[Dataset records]
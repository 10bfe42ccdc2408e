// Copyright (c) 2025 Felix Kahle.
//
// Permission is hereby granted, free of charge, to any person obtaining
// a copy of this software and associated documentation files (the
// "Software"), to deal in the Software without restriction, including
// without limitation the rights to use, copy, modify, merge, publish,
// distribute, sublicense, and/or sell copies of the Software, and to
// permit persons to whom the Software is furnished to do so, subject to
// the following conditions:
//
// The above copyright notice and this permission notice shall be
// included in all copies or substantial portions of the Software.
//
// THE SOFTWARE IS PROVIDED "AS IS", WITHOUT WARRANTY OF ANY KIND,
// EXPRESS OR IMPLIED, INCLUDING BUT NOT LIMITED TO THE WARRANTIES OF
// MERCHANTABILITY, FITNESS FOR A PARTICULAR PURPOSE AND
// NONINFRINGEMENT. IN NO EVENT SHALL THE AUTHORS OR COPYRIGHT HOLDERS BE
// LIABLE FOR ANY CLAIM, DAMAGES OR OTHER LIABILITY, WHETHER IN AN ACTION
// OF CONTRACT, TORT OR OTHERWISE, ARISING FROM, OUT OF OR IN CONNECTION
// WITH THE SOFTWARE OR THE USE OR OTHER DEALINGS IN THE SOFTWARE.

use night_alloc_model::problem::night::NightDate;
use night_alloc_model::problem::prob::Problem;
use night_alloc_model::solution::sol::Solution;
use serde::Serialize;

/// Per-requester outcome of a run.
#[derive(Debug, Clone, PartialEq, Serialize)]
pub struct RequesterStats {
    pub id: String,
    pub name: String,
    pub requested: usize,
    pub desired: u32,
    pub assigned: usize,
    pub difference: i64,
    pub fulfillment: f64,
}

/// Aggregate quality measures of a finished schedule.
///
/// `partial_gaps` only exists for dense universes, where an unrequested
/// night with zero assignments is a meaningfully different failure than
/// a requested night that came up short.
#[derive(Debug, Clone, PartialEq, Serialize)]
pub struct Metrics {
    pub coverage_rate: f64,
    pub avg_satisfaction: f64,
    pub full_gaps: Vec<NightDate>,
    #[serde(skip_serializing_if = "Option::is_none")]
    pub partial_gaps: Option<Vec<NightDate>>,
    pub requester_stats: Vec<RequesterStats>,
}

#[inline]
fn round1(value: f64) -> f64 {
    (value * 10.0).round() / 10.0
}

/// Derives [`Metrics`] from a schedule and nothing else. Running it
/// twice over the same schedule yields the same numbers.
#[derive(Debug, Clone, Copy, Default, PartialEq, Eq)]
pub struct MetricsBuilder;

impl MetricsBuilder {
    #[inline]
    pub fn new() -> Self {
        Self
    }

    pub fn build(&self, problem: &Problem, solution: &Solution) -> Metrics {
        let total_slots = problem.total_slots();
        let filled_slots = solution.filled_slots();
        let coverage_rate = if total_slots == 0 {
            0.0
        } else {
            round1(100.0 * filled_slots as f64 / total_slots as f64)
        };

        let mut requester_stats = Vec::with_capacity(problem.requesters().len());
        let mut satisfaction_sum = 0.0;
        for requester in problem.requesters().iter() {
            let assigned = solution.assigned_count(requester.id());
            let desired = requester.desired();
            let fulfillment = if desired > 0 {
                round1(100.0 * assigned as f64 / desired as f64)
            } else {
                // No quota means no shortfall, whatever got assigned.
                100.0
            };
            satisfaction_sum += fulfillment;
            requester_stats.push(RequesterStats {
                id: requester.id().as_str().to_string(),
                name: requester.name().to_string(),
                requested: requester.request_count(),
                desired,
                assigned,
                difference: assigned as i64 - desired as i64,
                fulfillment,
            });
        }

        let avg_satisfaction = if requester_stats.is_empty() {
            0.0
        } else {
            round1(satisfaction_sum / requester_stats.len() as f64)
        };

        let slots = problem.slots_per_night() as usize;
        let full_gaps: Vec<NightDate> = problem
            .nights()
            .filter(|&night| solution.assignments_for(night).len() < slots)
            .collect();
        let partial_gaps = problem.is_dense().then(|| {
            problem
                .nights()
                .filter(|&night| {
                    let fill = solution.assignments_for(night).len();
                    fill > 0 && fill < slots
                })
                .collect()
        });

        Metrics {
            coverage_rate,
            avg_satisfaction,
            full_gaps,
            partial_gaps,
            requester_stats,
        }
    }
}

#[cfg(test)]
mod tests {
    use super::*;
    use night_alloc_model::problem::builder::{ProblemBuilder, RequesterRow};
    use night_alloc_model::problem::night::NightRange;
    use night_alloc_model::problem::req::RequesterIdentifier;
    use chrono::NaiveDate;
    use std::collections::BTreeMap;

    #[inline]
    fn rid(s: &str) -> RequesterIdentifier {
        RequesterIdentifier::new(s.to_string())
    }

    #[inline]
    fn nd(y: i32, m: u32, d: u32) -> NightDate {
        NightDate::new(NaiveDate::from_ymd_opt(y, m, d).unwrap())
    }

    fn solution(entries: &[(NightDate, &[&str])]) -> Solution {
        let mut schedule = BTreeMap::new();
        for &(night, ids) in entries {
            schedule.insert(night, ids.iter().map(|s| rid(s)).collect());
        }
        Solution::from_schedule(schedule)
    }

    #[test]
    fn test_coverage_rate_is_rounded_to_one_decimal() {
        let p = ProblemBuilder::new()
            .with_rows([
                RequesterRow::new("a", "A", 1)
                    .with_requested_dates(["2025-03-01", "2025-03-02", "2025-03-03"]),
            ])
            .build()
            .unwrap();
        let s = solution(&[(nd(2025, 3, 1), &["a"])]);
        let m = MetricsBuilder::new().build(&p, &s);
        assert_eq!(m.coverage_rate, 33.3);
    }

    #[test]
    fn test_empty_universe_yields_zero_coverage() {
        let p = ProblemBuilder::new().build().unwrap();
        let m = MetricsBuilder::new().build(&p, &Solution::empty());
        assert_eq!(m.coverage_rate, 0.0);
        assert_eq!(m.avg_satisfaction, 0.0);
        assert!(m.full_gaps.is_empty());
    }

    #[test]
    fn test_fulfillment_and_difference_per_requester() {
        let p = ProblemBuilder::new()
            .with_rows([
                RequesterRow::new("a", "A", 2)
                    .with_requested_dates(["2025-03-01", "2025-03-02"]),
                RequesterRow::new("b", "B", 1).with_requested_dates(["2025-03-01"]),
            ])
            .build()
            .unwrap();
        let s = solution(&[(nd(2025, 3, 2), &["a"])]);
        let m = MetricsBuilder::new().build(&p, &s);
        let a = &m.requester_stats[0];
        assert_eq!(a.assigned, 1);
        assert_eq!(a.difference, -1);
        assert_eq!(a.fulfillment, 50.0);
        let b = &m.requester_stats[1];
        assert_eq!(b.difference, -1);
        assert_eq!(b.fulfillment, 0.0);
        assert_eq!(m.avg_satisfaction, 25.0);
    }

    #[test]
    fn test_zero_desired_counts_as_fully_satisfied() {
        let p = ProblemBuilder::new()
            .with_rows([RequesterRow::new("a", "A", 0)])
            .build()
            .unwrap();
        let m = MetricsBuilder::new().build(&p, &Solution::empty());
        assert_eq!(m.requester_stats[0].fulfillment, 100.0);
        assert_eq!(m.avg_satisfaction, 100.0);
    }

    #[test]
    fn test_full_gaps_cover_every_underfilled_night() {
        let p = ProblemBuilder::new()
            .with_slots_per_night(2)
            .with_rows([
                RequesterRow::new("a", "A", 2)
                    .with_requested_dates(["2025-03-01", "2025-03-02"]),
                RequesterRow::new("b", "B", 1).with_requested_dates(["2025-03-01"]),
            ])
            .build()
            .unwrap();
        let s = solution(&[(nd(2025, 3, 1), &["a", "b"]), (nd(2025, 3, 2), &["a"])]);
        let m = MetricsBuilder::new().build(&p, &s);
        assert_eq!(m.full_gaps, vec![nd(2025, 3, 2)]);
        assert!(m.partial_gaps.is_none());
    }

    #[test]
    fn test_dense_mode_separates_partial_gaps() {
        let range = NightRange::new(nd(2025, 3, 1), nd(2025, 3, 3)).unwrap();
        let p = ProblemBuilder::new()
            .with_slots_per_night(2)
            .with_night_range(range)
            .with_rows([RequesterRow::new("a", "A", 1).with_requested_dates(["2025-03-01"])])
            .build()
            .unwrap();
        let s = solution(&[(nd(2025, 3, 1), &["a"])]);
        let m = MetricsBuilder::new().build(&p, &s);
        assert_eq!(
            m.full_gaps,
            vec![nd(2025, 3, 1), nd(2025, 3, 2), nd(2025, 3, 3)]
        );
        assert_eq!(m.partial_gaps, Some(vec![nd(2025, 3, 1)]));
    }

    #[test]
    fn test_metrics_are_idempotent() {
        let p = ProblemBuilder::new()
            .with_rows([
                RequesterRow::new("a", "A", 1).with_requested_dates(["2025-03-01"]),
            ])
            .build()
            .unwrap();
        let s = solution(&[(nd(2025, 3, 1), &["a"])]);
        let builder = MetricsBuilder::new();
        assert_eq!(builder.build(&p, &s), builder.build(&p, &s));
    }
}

==

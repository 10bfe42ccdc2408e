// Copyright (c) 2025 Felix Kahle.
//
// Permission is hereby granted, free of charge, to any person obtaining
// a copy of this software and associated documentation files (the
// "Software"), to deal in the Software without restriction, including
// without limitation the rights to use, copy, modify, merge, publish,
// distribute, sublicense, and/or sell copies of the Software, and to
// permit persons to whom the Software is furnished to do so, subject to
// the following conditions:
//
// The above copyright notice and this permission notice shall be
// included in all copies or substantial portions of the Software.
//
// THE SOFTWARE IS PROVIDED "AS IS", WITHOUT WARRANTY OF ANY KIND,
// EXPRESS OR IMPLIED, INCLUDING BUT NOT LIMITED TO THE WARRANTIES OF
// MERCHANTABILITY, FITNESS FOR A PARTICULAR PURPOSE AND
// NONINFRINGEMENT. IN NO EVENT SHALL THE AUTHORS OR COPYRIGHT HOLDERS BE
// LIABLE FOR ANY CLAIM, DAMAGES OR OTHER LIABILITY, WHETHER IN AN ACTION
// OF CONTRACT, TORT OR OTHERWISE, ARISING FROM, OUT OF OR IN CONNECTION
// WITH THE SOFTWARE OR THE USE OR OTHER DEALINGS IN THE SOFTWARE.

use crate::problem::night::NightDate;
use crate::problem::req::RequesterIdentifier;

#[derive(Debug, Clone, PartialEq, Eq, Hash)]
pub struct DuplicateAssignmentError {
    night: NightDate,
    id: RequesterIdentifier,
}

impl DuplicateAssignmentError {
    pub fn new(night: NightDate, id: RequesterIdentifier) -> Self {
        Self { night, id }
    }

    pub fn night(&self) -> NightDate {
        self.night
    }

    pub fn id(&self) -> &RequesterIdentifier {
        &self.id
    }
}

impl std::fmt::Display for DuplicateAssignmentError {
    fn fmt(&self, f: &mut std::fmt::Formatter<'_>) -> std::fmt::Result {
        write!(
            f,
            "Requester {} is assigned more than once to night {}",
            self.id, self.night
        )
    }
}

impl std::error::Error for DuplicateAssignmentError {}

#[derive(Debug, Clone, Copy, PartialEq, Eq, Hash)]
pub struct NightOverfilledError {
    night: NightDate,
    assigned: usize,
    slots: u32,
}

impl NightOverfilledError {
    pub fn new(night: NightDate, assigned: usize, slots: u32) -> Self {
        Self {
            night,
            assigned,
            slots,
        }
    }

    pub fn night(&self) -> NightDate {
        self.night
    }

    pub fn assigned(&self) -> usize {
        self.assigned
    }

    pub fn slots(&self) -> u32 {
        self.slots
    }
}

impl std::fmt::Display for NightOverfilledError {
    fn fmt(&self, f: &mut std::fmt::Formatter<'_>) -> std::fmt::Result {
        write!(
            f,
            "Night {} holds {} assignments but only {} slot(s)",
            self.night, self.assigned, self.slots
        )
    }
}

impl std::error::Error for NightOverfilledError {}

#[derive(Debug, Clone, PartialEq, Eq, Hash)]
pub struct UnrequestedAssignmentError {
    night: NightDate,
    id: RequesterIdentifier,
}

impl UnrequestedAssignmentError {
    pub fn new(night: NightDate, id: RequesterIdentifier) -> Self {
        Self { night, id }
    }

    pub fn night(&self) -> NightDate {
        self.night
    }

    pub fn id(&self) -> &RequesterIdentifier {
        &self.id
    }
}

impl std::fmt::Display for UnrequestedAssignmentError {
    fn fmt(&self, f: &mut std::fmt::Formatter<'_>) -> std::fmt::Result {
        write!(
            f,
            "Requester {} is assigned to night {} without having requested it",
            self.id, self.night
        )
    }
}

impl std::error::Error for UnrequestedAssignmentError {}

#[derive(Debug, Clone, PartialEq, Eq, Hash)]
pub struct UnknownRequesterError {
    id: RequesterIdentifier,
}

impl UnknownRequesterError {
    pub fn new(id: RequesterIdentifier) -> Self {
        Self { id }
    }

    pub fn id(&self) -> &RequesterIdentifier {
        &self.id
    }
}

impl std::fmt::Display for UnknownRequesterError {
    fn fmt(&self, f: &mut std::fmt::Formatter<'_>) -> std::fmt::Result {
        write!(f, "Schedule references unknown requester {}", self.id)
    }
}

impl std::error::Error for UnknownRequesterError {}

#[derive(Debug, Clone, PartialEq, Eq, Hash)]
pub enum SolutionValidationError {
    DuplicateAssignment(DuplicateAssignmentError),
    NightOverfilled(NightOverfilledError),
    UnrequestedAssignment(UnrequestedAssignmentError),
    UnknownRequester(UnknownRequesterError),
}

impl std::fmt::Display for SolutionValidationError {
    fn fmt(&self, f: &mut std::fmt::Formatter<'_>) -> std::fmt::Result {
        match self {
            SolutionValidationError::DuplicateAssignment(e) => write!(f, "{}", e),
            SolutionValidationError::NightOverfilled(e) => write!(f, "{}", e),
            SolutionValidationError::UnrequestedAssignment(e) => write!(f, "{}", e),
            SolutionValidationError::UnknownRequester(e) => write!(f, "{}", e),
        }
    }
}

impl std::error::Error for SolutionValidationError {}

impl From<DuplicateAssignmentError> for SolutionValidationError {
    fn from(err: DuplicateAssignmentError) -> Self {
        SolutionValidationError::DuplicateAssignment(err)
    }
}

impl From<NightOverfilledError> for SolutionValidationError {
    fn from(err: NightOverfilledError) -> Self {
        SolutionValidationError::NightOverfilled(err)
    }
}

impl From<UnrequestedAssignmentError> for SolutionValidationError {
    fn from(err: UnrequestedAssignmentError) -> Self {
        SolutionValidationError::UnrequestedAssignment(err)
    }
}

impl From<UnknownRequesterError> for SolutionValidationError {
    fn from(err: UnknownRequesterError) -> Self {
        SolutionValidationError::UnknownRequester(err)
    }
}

--

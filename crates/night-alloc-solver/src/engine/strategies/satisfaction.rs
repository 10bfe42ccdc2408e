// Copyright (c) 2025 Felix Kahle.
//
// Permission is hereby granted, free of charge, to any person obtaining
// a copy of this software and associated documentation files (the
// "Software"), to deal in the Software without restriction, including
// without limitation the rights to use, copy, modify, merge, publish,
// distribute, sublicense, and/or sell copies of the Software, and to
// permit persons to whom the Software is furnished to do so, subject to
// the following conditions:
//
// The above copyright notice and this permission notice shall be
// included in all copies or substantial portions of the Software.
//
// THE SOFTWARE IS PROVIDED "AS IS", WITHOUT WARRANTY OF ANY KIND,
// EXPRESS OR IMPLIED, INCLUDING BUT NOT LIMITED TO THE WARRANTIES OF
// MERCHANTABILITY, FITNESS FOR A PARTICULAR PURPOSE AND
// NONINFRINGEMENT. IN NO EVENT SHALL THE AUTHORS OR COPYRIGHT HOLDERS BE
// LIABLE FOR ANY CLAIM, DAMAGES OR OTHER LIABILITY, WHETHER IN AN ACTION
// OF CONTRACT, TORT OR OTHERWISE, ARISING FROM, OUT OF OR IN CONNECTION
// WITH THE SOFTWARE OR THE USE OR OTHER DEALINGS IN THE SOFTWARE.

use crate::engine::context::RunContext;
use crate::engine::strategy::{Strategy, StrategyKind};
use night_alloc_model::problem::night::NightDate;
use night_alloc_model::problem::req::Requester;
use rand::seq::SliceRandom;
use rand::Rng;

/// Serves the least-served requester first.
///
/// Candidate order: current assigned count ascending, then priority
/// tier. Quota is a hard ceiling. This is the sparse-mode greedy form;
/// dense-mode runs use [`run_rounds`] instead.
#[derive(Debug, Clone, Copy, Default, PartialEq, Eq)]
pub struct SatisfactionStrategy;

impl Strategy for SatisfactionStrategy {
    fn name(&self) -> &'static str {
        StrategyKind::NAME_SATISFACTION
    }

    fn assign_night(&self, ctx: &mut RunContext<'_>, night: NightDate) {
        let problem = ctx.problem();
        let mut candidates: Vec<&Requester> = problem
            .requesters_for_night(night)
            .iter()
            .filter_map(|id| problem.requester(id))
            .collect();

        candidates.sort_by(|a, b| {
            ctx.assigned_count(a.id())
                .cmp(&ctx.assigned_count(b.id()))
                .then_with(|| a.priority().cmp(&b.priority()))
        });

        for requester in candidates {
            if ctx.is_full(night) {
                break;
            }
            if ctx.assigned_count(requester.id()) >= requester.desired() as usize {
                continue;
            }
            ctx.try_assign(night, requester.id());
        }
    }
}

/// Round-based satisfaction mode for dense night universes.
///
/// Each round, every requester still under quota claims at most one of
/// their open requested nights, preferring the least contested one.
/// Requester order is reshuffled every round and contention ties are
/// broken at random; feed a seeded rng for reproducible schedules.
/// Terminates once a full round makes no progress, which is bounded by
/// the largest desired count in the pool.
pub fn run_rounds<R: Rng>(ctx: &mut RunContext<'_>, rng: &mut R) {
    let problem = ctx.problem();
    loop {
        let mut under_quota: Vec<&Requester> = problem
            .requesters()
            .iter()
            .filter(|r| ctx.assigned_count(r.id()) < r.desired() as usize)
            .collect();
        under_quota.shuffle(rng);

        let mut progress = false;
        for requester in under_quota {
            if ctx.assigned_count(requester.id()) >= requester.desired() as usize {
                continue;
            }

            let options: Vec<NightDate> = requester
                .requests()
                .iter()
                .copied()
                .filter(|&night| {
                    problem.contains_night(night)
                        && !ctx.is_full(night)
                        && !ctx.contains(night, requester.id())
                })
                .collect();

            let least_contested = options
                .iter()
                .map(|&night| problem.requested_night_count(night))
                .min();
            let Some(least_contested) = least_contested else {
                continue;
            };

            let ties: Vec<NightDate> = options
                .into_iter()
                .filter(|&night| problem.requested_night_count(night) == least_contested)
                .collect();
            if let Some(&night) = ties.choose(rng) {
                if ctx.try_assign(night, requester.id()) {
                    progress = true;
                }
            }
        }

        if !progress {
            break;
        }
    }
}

> Task item
Please copy, exactly and with nothing else, the lines above beginning at the line that has "StrategyKind::NAME_SATISFACTION" and ending with the line that has "for reproducible schedules.".

> Answer for this exercise
        StrategyKind::NAME_SATISFACTION
    }

    fn assign_night(&self, ctx: &mut RunContext<'_>, night: NightDate) {
        let problem = ctx.problem();
        let mut candidates: Vec<&Requester> = problem
            .requesters_for_night(night)
            .iter()
            .filter_map(|id| problem.requester(id))
            .collect();

        candidates.sort_by(|a, b| {
            ctx.assigned_count(a.id())
                .cmp(&ctx.assigned_count(b.id()))
                .then_with(|| a.priority().cmp(&b.priority()))
        });

        for requester in candidates {
            if ctx.is_full(night) {
                break;
            }
            if ctx.assigned_count(requester.id()) >= requester.desired() as usize {
                continue;
            }
            ctx.try_assign(night, requester.id());
        }
    }
}

/// Round-based satisfaction mode for dense night universes.
///
/// Each round, every requester still under quota claims at most one of
/// their open requested nights, preferring the least contested one.
/// Requester order is reshuffled every round and contention ties are
/// broken at random; feed a seeded rng for reproducible schedules.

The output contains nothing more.